**WORK REQUIRED:**
Find every line below with the string "PdfEngine" and pick it out.

Saved data entries

[Start of section]

//! PDF engine boundary.
//!
//! Parsing and rasterising PDFs is delegated to an external library. The rest
//! of the crate only sees the two traits below, so the backend can be
//! swapped (pdfium in production, an in-memory fake in tests) without
//! touching the viewer or the renderer.
//!
//! ```text
//! PdfEngine::open(bytes) ──▶ DocumentHandle ──▶ page_count / page_size
//!                                           ├─▶ render_raster(page, viewport)
//!                                           └─▶ text_items(page)
//! ```
//!
//! All methods are blocking; [`crate::render::PageRenderer`] moves them onto
//! `spawn_blocking`.

pub mod geometry;
pub mod pdfium;

pub use geometry::{PageSize, Transform, Viewport};

use crate::error::ConvertorError;
use image::RgbaImage;
use serde::{Deserialize, Serialize};
use std::io::Cursor;
use std::sync::Arc;

/// Opens documents.
pub trait PdfEngine: Send + Sync {
    /// Parse `bytes` into a document handle.
    ///
    /// `name` is only used for error messages.
    fn open(&self, name: &str, bytes: Arc<Vec<u8>>)
        -> Result<Arc<dyn DocumentHandle>, ConvertorError>;
}

/// An opened document. Page numbers are 1-indexed.
pub trait DocumentHandle: Send + Sync {
    fn page_count(&self) -> usize;

    /// Page size at scale 1.0.
    fn page_size(&self, page: usize) -> Result<PageSize, ConvertorError>;

    /// Rasterise a page into a surface sized to `viewport`.
    fn render_raster(&self, page: usize, viewport: &Viewport)
        -> Result<RasterSurface, ConvertorError>;

    /// Text items in page space, in content order.
    fn text_items(&self, page: usize) -> Result<Vec<TextItem>, ConvertorError>;
}

/// Check a 1-indexed page number against a document's page count.
pub fn check_page(page: usize, total: usize) -> Result<(), ConvertorError> {
    if page == 0 || page > total {
        Err(ConvertorError::PageOutOfRange { page, total })
    } else {
        Ok(())
    }
}

/// Raster vs. positioned-text presentation of a page.
#[derive(Debug, Clone, Copy, PartialEq, Eq, Default, Serialize, Deserialize)]
#[serde(rename_all = "lowercase")]
pub enum RenderMode {
    #[default]
    Raster,
    Text,
}

impl RenderMode {
    pub fn toggled(self) -> Self {
        match self {
            RenderMode::Raster => RenderMode::Text,
            RenderMode::Text => RenderMode::Raster,
        }
    }
}

/// A rendered page bitmap.
#[derive(Debug, Clone, PartialEq)]
pub struct RasterSurface {
    pub image: RgbaImage,
}

impl RasterSurface {
    pub fn width(&self) -> u32 {
        self.image.width()
    }

    pub fn height(&self) -> u32 {
        self.image.height()
    }

    /// Lossless PNG encoding of the surface.
    pub fn to_png(&self) -> Result<Vec<u8>, image::ImageError> {
        let mut buf = Vec::new();
        self.image
            .write_to(&mut Cursor::new(&mut buf), image::ImageFormat::Png)?;
        Ok(buf)
    }
}

/// A run of text as reported by the engine, in page space.
#[derive(Debug, Clone, PartialEq, Serialize, Deserialize)]
pub struct TextItem {
    pub text: String,
    /// Font matrix + baseline origin in page space.
    pub transform: Transform,
    pub width: f32,
    pub height: f32,
}

/// A text run placed in viewport space.
#[derive(Debug, Clone, PartialEq, Serialize, Deserialize)]
pub struct PositionedTextRun {
    pub text: String,
    pub x: f32,
    pub y: f32,
    pub width: f32,
    pub font_size: f32,
}

impl PositionedTextRun {
    /// Place a page-space item into `viewport`.
    pub fn place(item: &TextItem, viewport: &Viewport) -> Self {
        let (x, y) = viewport.transform.multiply(&item.transform).translation();
        Self {
            text: item.text.clone(),
            x,
            y,
            width: item.width * viewport.scale,
            font_size: item.height * viewport.scale,
        }
    }
}

/// The text overlay for one page.
#[derive(Debug, Clone, PartialEq, Serialize, Deserialize)]
pub struct TextLayer {
    pub width: f32,
    pub height: f32,
    pub runs: Vec<PositionedTextRun>,
}

#[cfg(test)]
mod tests {
    use super::*;
    use image::Rgba;

    #[test]
    fn check_page_bounds() {
        assert!(check_page(1, 3).is_ok());
        assert!(check_page(3, 3).is_ok());
        assert!(matches!(
            check_page(0, 3),
            Err(ConvertorError::PageOutOfRange { page: 0, total: 3 })
        ));
        assert!(check_page(4, 3).is_err());
    }

    #[test]
    fn mode_toggles_both_ways() {
        assert_eq!(RenderMode::Raster.toggled(), RenderMode::Text);
        assert_eq!(RenderMode::Text.toggled(), RenderMode::Raster);
    }

    #[test]
    fn place_item_at_half_scale() {
        let page = PageSize { width: 612.0, height: 792.0 };
        let item = TextItem {
            text: "Invoice".into(),
            transform: Transform::scale_translate(10.0, 72.0, 720.0),
            width: 40.0,
            height: 10.0,
        };
        let run = PositionedTextRun::place(&item, &Viewport::new(page, 0.5));
        assert_eq!(run.text, "Invoice");
        assert_eq!(run.x, 36.0);
        assert_eq!(run.y, 36.0);
        assert_eq!(run.width, 20.0);
        assert_eq!(run.font_size, 5.0);
    }

    #[test]
    fn surface_encodes_png() {
        let surface = RasterSurface {
            image: RgbaImage::from_pixel(4, 3, Rgba([255, 255, 255, 255])),
        };
        let png = surface.to_png().expect("encode should succeed");
        assert_eq!(&png[1..4], b"PNG");
        assert_eq!((surface.width(), surface.height()), (4, 3));
    }
}
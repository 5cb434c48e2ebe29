//! pdfium-backed [`PdfEngine`].
//!
//! ## Binding
//!
//! The pdfium shared library is located once per process by [`init`], from
//! an explicit [`EngineConfig::library_path`] (a file or a directory holding
//! the platform library) or, failing that, the system library path. Later
//! calls return the engine bound by the first successful call, whatever
//! config they pass.
//!
//! ## Threading
//!
//! `pdfium-render` wraps a C++ library with thread-local state. Every call
//! here is blocking and is expected to run inside `spawn_blocking`. A
//! [`Pdfium`] instance and the documents it loads are created per call and
//! dropped before returning, so handles stay `Send + Sync` and only keep
//! the raw bytes.

use super::{
    check_page, DocumentHandle, PageSize, PdfEngine, RasterSurface, TextItem, Transform, Viewport,
};
use crate::config::EngineConfig;
use crate::error::ConvertorError;
use pdfium_render::prelude::*;
use std::path::PathBuf;
use std::sync::{Arc, Mutex};
use tracing::{debug, info};

static ENGINE: Mutex<Option<Arc<PdfiumEngine>>> = Mutex::new(None);

/// Bind pdfium for this process, or return the engine bound earlier.
pub fn init(config: &EngineConfig) -> Result<Arc<PdfiumEngine>, ConvertorError> {
    let mut slot = ENGINE
        .lock()
        .map_err(|_| ConvertorError::Internal("pdfium engine lock poisoned".into()))?;

    if let Some(engine) = slot.as_ref() {
        return Ok(Arc::clone(engine));
    }

    let library = resolve_library(config);
    let engine = Arc::new(PdfiumEngine { library });
    // Bind once up front so a missing library is reported at startup rather
    // than on the first page render.
    engine.bind()?;
    info!("PDF engine ready ({})", engine.describe());

    *slot = Some(Arc::clone(&engine));
    Ok(engine)
}

fn resolve_library(config: &EngineConfig) -> Option<PathBuf> {
    config.library_path.as_ref().map(|p| {
        if p.is_dir() {
            Pdfium::pdfium_platform_library_name_at_path(p)
        } else {
            p.clone()
        }
    })
}

/// Engine that opens documents with pdfium.
#[derive(Debug)]
pub struct PdfiumEngine {
    /// Library file; `None` means the system library.
    library: Option<PathBuf>,
}

impl PdfiumEngine {
    fn bind(&self) -> Result<Pdfium, ConvertorError> {
        let bindings = match &self.library {
            Some(path) => Pdfium::bind_to_library(path),
            None => Pdfium::bind_to_system_library(),
        }
        .map_err(|e| ConvertorError::EngineBindingFailed(format!("{} ({e:?})", self.describe())))?;
        Ok(Pdfium::new(bindings))
    }

    fn describe(&self) -> String {
        match &self.library {
            Some(path) => path.display().to_string(),
            None => "system library".to_string(),
        }
    }
}

impl PdfEngine for PdfiumEngine {
    fn open(
        &self,
        name: &str,
        bytes: Arc<Vec<u8>>,
    ) -> Result<Arc<dyn DocumentHandle>, ConvertorError> {
        let pdfium = self.bind()?;
        let document = pdfium
            .load_pdf_from_byte_slice(&bytes, None)
            .map_err(|e| ConvertorError::ParseFailed {
                name: name.to_string(),
                detail: format!("{e:?}"),
            })?;

        let page_sizes: Vec<PageSize> = document
            .pages()
            .iter()
            .map(|page| PageSize {
                width: page.width().value,
                height: page.height().value,
            })
            .collect();
        info!("PDF loaded: '{}' with {} pages", name, page_sizes.len());

        drop(document);
        Ok(Arc::new(PdfiumDocument {
            library: self.library.clone(),
            name: name.to_string(),
            bytes,
            page_sizes,
        }))
    }
}

/// A document parsed once for its page sizes and reloaded from its bytes
/// for each render.
struct PdfiumDocument {
    library: Option<PathBuf>,
    name: String,
    bytes: Arc<Vec<u8>>,
    page_sizes: Vec<PageSize>,
}

impl PdfiumDocument {
    fn with_page<T>(
        &self,
        page: usize,
        f: impl FnOnce(&PdfPage<'_>) -> Result<T, ConvertorError>,
    ) -> Result<T, ConvertorError> {
        check_page(page, self.page_sizes.len())?;

        let engine = PdfiumEngine {
            library: self.library.clone(),
        };
        let pdfium = engine.bind()?;
        let document = pdfium
            .load_pdf_from_byte_slice(&self.bytes, None)
            .map_err(|e| ConvertorError::ParseFailed {
                name: self.name.clone(),
                detail: format!("{e:?}"),
            })?;
        let pdf_page = document
            .pages()
            .get((page - 1) as u16)
            .map_err(|e| ConvertorError::RenderFailed {
                page,
                detail: format!("{e:?}"),
            })?;
        f(&pdf_page)
    }
}

impl DocumentHandle for PdfiumDocument {
    fn page_count(&self) -> usize {
        self.page_sizes.len()
    }

    fn page_size(&self, page: usize) -> Result<PageSize, ConvertorError> {
        check_page(page, self.page_sizes.len())?;
        Ok(self.page_sizes[page - 1])
    }

    fn render_raster(
        &self,
        page: usize,
        viewport: &Viewport,
    ) -> Result<RasterSurface, ConvertorError> {
        let (width, height) = viewport.pixel_size();
        self.with_page(page, |pdf_page| {
            let render_config = PdfRenderConfig::new()
                .set_target_width(width as i32)
                .set_maximum_height(height as i32);

            let bitmap = pdf_page
                .render_with_config(&render_config)
                .map_err(|e| ConvertorError::RenderFailed {
                    page,
                    detail: format!("{e:?}"),
                })?;
            let image = bitmap.as_image().to_rgba8();
            debug!(
                "Rendered page {} at {:.2}× → {}x{} px",
                page,
                viewport.scale,
                image.width(),
                image.height()
            );
            Ok(RasterSurface { image })
        })
    }

    fn text_items(&self, page: usize) -> Result<Vec<TextItem>, ConvertorError> {
        self.with_page(page, |pdf_page| {
            let text = pdf_page.text().map_err(|e| ConvertorError::RenderFailed {
                page,
                detail: format!("text extraction: {e:?}"),
            })?;

            let items: Vec<TextItem> = text
                .segments()
                .iter()
                .filter_map(|segment| {
                    let content = segment.text();
                    if content.trim().is_empty() {
                        return None;
                    }
                    let bounds = segment.bounds();
                    let size = bounds.height().value;
                    Some(TextItem {
                        text: content,
                        transform: Transform::scale_translate(
                            size,
                            bounds.left().value,
                            bounds.bottom().value,
                        ),
                        width: bounds.width().value,
                        height: size,
                    })
                })
                .collect();
            debug!("Page {}: {} text segments", page, items.len());
            Ok(items)
        })
    }
}

#[cfg(test)]
mod tests {
    use super::*;

    #[test]
    fn resolve_library_keeps_file_paths() {
        let config = EngineConfig {
            library_path: Some(PathBuf::from("/nonexistent/libpdfium.so")),
        };
        assert_eq!(
            resolve_library(&config),
            Some(PathBuf::from("/nonexistent/libpdfium.so"))
        );
        assert_eq!(resolve_library(&EngineConfig::default()), None);
    }

    #[test]
    fn resolve_library_expands_directories() {
        let dir = tempfile::tempdir().unwrap();
        let config = EngineConfig {
            library_path: Some(dir.path().to_path_buf()),
        };
        let resolved = resolve_library(&config).unwrap();
        assert!(resolved.starts_with(dir.path()));
        assert_ne!(resolved, dir.path());
    }
}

[End of section]

**WRITTEN RESPONSE:**
//! PdfEngine::open(bytes) ──▶ DocumentHandle ──▶ page_count / page_size
pub trait PdfEngine: Send + Sync {
//! pdfium-backed [`PdfEngine`].
    check_page, DocumentHandle, PageSize, PdfEngine, RasterSurface, TextItem, Transform, Viewport,
impl PdfEngine for PdfiumEngine {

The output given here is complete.